Boston Massachusetts
Boston is the nation's fifth-most expensive housing market due to its tight supply and high demand. (Getty Images)

Greg Vasil, CEO and president of the Greater Boston Real Estate Board, agrees that the "not-in-my-backyard" approach has posed a major obstacle to development in the region.

“Unfortunately, in Massachusetts, we can be very progressive thinkers, but we can be sort of parochial in the way we live our day-to-day life," Vasil tells Realtor.com.

According to the board president, one of the Greater Boston housing market’s biggest problems is a lack of housing mobility, which keeps homeowners in place even when their home no longer fits their needs or lifestyle.

"So you don't have people being able to leave an apartment and transition into a small house, and then as a family grows, go to a bigger house," he says. "And then there are no real options for empty nesters to downsize into something in their community that's more affordable for them as they approach retirement on a fixed income."

One potential solution to this predicament would be to build more smaller homes, similar to what was done to house returning World War II veterans—but Vasil notes that some communities have been hesitant to embrace zoning changes that would open their neighborhoods to higher density development. 

"There's a lot of local communities that may say they want housing, they want more supply, but then they'll kind of whisper to you, ‘You know, just don't go over here, and build it somewhere else,’ because they like the communities the way they are," he says.

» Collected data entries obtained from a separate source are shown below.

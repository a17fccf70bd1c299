//! Structured record extraction from park detail pages.
//!
//! ### Field policy
//! - Category and name are mandatory; a page without them fails extraction.
//! - Address, postal code and phone are optional and fall back to fixed
//!   sentinels, each independently of the others.
//!
//! ### Stable Abstraction
//! - Uses the `Extractor` trait so the directory client does not depend on
//!   the page markup directly.

pub mod fields;
mod text;

pub(crate) use text::{first, inner_text, selector};

use scraper::Html;

use nps_core::Error;

pub const NO_ADDRESS: &str = "No address";
pub const NO_ZIPCODE: &str = "No zipcode";
pub const NO_PHONE: &str = "No phone number";

/// One national site as scraped from its detail page.
///
/// Every field holds either real data or its sentinel.
#[derive(Debug, Clone, PartialEq, Eq)]
pub struct SiteRecord {
    /// Detail page the record was built from
    pub url: String,
    /// Designation, e.g. "National Park" (may be empty)
    pub category: String,
    pub name: String,
    /// "{city}, {state}" or [`NO_ADDRESS`]
    pub address: String,
    /// Postal code or [`NO_ZIPCODE`]
    pub postal_code: String,
    /// Phone number or [`NO_PHONE`]
    pub phone: String,
}

impl SiteRecord {
    /// Build a record, substituting sentinels for missing optional fields.
    pub fn new(
        url: impl Into<String>, category: String, name: String, address: Option<String>,
        postal_code: Option<String>, phone: Option<String>,
    ) -> Self {
        Self {
            url: url.into(),
            category,
            name,
            address: address.unwrap_or_else(|| NO_ADDRESS.to_string()),
            postal_code: postal_code.unwrap_or_else(|| NO_ZIPCODE.to_string()),
            phone: phone.unwrap_or_else(|| NO_PHONE.to_string()),
        }
    }

    /// Whether a real postal code was found.
    pub fn has_postal_code(&self) -> bool {
        self.postal_code != NO_ZIPCODE
    }

    /// One-line summary used in the site listing.
    pub fn info(&self) -> String {
        format!("{} ({}): {} {}", self.name, self.category, self.address, self.postal_code)
    }
}

/// Turns a detail page into a [`SiteRecord`].
pub trait Extractor: Send + Sync {
    fn extract(&self, html: &str, url: &str) -> Result<SiteRecord, Error>;
}

/// Extractor for nps.gov park pages.
#[derive(Debug, Default, Clone, Copy)]
pub struct SiteExtractor;

impl SiteExtractor {
    pub fn new() -> Self {
        Self
    }
}

impl Extractor for SiteExtractor {
    fn extract(&self, html: &str, url: &str) -> Result<SiteRecord, Error> {
        let document = Html::parse_document(html);
        let root = document.root_element();

        let category =
            fields::category(root).ok_or_else(|| Error::ExtractFailed(format!("{url}: missing category")))?;
        let name = fields::name(root).ok_or_else(|| Error::ExtractFailed(format!("{url}: missing name")))?;

        let record = SiteRecord::new(
            url,
            category,
            name,
            fields::address(root),
            fields::postal_code(root),
            fields::phone(root),
        );

        tracing::debug!(url, name = %record.name, "extracted site record");
        Ok(record)
    }
}

/// Extract a site record using the default extractor.
pub fn extract_site(html: &str, url: &str) -> Result<SiteRecord, Error> {
    SiteExtractor::new().extract(html, url)
}
//! Per-field extraction rules for park detail pages.
//!
//! Each function looks at the whole document on its own, so a missing phone
//! block never affects the address. Every rule returns `Option`; whether a
//! miss is fatal or becomes a sentinel is decided when the record is built.

use scraper::ElementRef;

use super::text::{first, inner_text, non_empty_text};

const DESIGNATION_CONTAINER: &str = ".Hero-designationContainer";
const DESIGNATION: &str = "span.Hero-designation";

const TITLE_CONTAINER: &str = ".Hero-titleContainer";

/// Title variants, most specific first. The first one with text wins, so a
/// long title that is present but empty falls back to the short title.
pub const NAME_STRATEGIES: &[&str] = &["a.Hero-title.-long", "a.Hero-title"];

const ADDRESS_CONTAINER: &str = r#"[itemprop="address"]"#;
const ADDRESS_LINE: &str = "p";
const CITY: &str = r#"span[itemprop="addressLocality"]"#;
const STATE: &str = r#"span[itemprop="addressRegion"]"#;
const POSTAL_CODE: &str = r#"span[itemprop="postalCode"]"#;

const CONTACT_CARD: &str = ".vcard";
const PHONE: &str = "span.tel";

/// Site designation such as "National Park". May legitimately be empty.
pub fn category(root: ElementRef<'_>) -> Option<String> {
    first(root, DESIGNATION_CONTAINER).and_then(|container| first(container, DESIGNATION)).map(inner_text)
}

/// Site name, from the first title variant that has text.
pub fn name(root: ElementRef<'_>) -> Option<String> {
    first(root, TITLE_CONTAINER).and_then(|container| first_match(container, NAME_STRATEGIES))
}

/// `"{city}, {state}"`, or `None` unless both parts are present.
pub fn address(root: ElementRef<'_>) -> Option<String> {
    let line = address_line(root)?;
    let city = first(line, CITY).and_then(non_empty_text)?;
    let state = first(line, STATE).and_then(non_empty_text)?;
    Some(format!("{city}, {state}"))
}

pub fn postal_code(root: ElementRef<'_>) -> Option<String> {
    address_line(root).and_then(|line| first(line, POSTAL_CODE)).and_then(non_empty_text)
}

pub fn phone(root: ElementRef<'_>) -> Option<String> {
    first(root, CONTACT_CARD).and_then(|card| first(card, PHONE)).and_then(non_empty_text)
}

/// Try `strategies` in order against `scope`; first non-empty text wins.
pub fn first_match(scope: ElementRef<'_>, strategies: &[&str]) -> Option<String> {
    strategies.iter().find_map(|css| first(scope, css).and_then(non_empty_text))
}

fn address_line(root: ElementRef<'_>) -> Option<ElementRef<'_>> {
    first(root, ADDRESS_CONTAINER).and_then(|container| first(container, ADDRESS_LINE))
}
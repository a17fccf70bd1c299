//! MapQuest radius search request parameters.

use nps_core::Error;

/// Maximum number of places returned per search.
pub const MAX_MATCHES: u32 = 10;

/// Search radius around the origin, in [`UNITS`].
pub const RADIUS: u32 = 10;

/// Miles.
pub const UNITS: &str = "m";

pub const AMBIGUITIES: &str = "ignore";
pub const OUT_FORMAT: &str = "json";

/// Radius search around a postal code.
///
/// Everything except the origin is fixed. The credential is not part of the
/// request; the client appends it when sending.
#[derive(Debug, Clone, PartialEq, Eq)]
pub struct PlacesRequest {
    pub origin: String,
}

impl PlacesRequest {
    pub fn new(origin: impl Into<String>) -> Self {
        Self { origin: origin.into().trim().to_string() }
    }

    /// Validate the request parameters.
    pub fn validate(&self) -> Result<(), Error> {
        if self.origin.is_empty() {
            return Err(Error::InvalidInput("origin cannot be empty".to_string()));
        }

        Ok(())
    }

    /// Query parameters without the credential.
    ///
    /// These are also the parameters the cache key is derived from.
    pub fn params(&self) -> Vec<(&'static str, String)> {
        vec![
            ("origin", self.origin.clone()),
            ("maxMatches", MAX_MATCHES.to_string()),
            ("ambiguities", AMBIGUITIES.to_string()),
            ("radius", RADIUS.to_string()),
            ("units", UNITS.to_string()),
            ("outFormat", OUT_FORMAT.to_string()),
        ]
    }
}
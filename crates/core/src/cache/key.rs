//! Canonical cache key generation for parameterized requests.

/// Separator between the endpoint and each `name-value` pair.
pub const KEY_DELIMITER: &str = "_";

/// Build a deterministic cache key for a parameterized request.
///
/// Parameters are sorted by name (then value), formatted as `name-value` and
/// appended to the endpoint, all joined by [`KEY_DELIMITER`]. Two requests with
/// the same endpoint and parameter set produce the same key regardless of the
/// order the parameters were supplied in.
///
/// `%` and `_` inside names and values are percent-encoded, so distinct
/// parameter sets never share a key. `-` is left alone.
///
/// ```
/// use nps_core::cache::canonical_key;
///
/// let key = canonical_key("http://host/radius", [("units", "m"), ("origin", "49931")]);
/// assert_eq!(key, "http://host/radius_origin-49931_units-m");
/// ```
pub fn canonical_key<I, K, V>(endpoint: &str, params: I) -> String
where
    I: IntoIterator<Item = (K, V)>,
    K: AsRef<str>,
    V: AsRef<str>,
{
    let mut pairs: Vec<(String, String)> =
        params.into_iter().map(|(k, v)| (k.as_ref().to_string(), v.as_ref().to_string())).collect();
    pairs.sort();

    let mut key = endpoint.to_string();
    for (name, value) in &pairs {
        key.push_str(KEY_DELIMITER);
        key.push_str(&escape(name));
        key.push('-');
        key.push_str(&escape(value));
    }
    key
}

fn escape(part: &str) -> String {
    part.replace('%', "%25").replace('_', "%5F")
}
//! MapQuest radius search response types and normalization.

use serde::Deserialize;
use serde_json::Value;

use nps_core::Error;

pub const NO_NAME: &str = "no name";
pub const NO_CATEGORY: &str = "no category";
pub const NO_STREET_ADDRESS: &str = "no street address";
pub const NO_CITY: &str = "no city";

/// Raw response from the MapQuest radius search API.
#[derive(Debug, Default, Deserialize)]
pub struct PlacesApiResponse {
    #[serde(default)]
    pub info: Option<ApiInfo>,
    #[serde(default, rename = "searchResults")]
    pub search_results: Vec<ApiResult>,
}

/// Status block MapQuest attaches to every response.
#[derive(Debug, Default, Deserialize)]
pub struct ApiInfo {
    #[serde(default)]
    pub statuscode: i64,
    #[serde(default)]
    pub messages: Vec<String>,
}

#[derive(Debug, Default, Deserialize)]
pub struct ApiResult {
    #[serde(default)]
    pub fields: ApiFields,
}

/// The subset of result fields shown to the user. Absent and `null` both
/// deserialize to `None`.
#[derive(Debug, Default, Deserialize)]
pub struct ApiFields {
    #[serde(default)]
    pub name: Option<String>,
    #[serde(default)]
    pub group_sic_code_name_ext: Option<String>,
    #[serde(default)]
    pub address: Option<String>,
    #[serde(default)]
    pub city: Option<String>,
}

/// One point of interest near a site.
#[derive(Debug, Clone, PartialEq, Eq)]
pub struct NearbyPlace {
    pub name: String,
    pub category: String,
    pub street_address: String,
    pub city: String,
}

impl NearbyPlace {
    /// `"{name} ({category}): {street_address}, {city}"`
    pub fn info(&self) -> String {
        format!("{} ({}): {}, {}", self.name, self.category, self.street_address, self.city)
    }
}

impl From<ApiFields> for NearbyPlace {
    fn from(fields: ApiFields) -> Self {
        Self {
            name: or_sentinel(fields.name, NO_NAME),
            category: or_sentinel(fields.group_sic_code_name_ext, NO_CATEGORY),
            street_address: or_sentinel(fields.address, NO_STREET_ADDRESS),
            city: or_sentinel(fields.city, NO_CITY),
        }
    }
}

impl PlacesApiResponse {
    /// Normalized places, in response order.
    pub fn into_places(self) -> Vec<NearbyPlace> {
        self.search_results.into_iter().map(|r| NearbyPlace::from(r.fields)).collect()
    }
}

fn or_sentinel(value: Option<String>, sentinel: &str) -> String {
    value.map(|v| v.trim().to_string()).filter(|v| !v.is_empty()).unwrap_or_else(|| sentinel.to_string())
}

/// Reject responses whose `info.statuscode` is non-zero.
///
/// A body without an `info` block is treated as success.
pub fn check_status(body: &Value) -> Result<(), Error> {
    let Some(info) = body.get("info") else { return Ok(()) };
    let code = info.get("statuscode").and_then(Value::as_i64).unwrap_or(0);

    if code == 0 {
        return Ok(());
    }

    let messages = info
        .get("messages")
        .and_then(Value::as_array)
        .map(|m| m.iter().filter_map(Value::as_str).collect::<Vec<_>>().join("; "))
        .unwrap_or_default();

    match code {
        401 | 403 => Err(Error::PlacesAuth(format!("status {code}: {messages}"))),
        _ => Err(Error::PlacesApi(format!("status {code}: {messages}"))),
    }
}

/// Decode a (cached) API body into places, in response order.
pub fn parse_places(body: Value) -> Result<Vec<NearbyPlace>, Error> {
    let raw: PlacesApiResponse =
        serde_json::from_value(body).map_err(|e| Error::Parse(format!("invalid places response: {e}")))?;

    if let Some(info) = &raw.info {
        tracing::debug!(statuscode = info.statuscode, results = raw.search_results.len(), "places response");
    }

    Ok(raw.into_places())
}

Vasil says this NIMBY mindset, often seen in older homeowners—among them his own relatives living in suburban Boston who have grown used to low-density communities—is constraining much-needed development and keeping prices high.

"I try to explain to them, if you're going to make Boston a world-class city, it's got to change. It can't look the way it did for you guys in the '70s and the '80s," he says.

Affordability red flags

Building permits in Boston dropped nearly 67% from 2021 to 2024, signalling a likely downturn in future construction. (Getty Images)

All these trends spell trouble for Greater Boston's housing market, which has become increasingly unaffordable due to a combination of limited supply and soaring demand driving up existing home prices.

In October, the median list price in Boston was just under $800,000, the fifth-highest among the top 50 U.S. metros and the highest outside California, according to the latest available monthly housing market trends report from Realtor.com.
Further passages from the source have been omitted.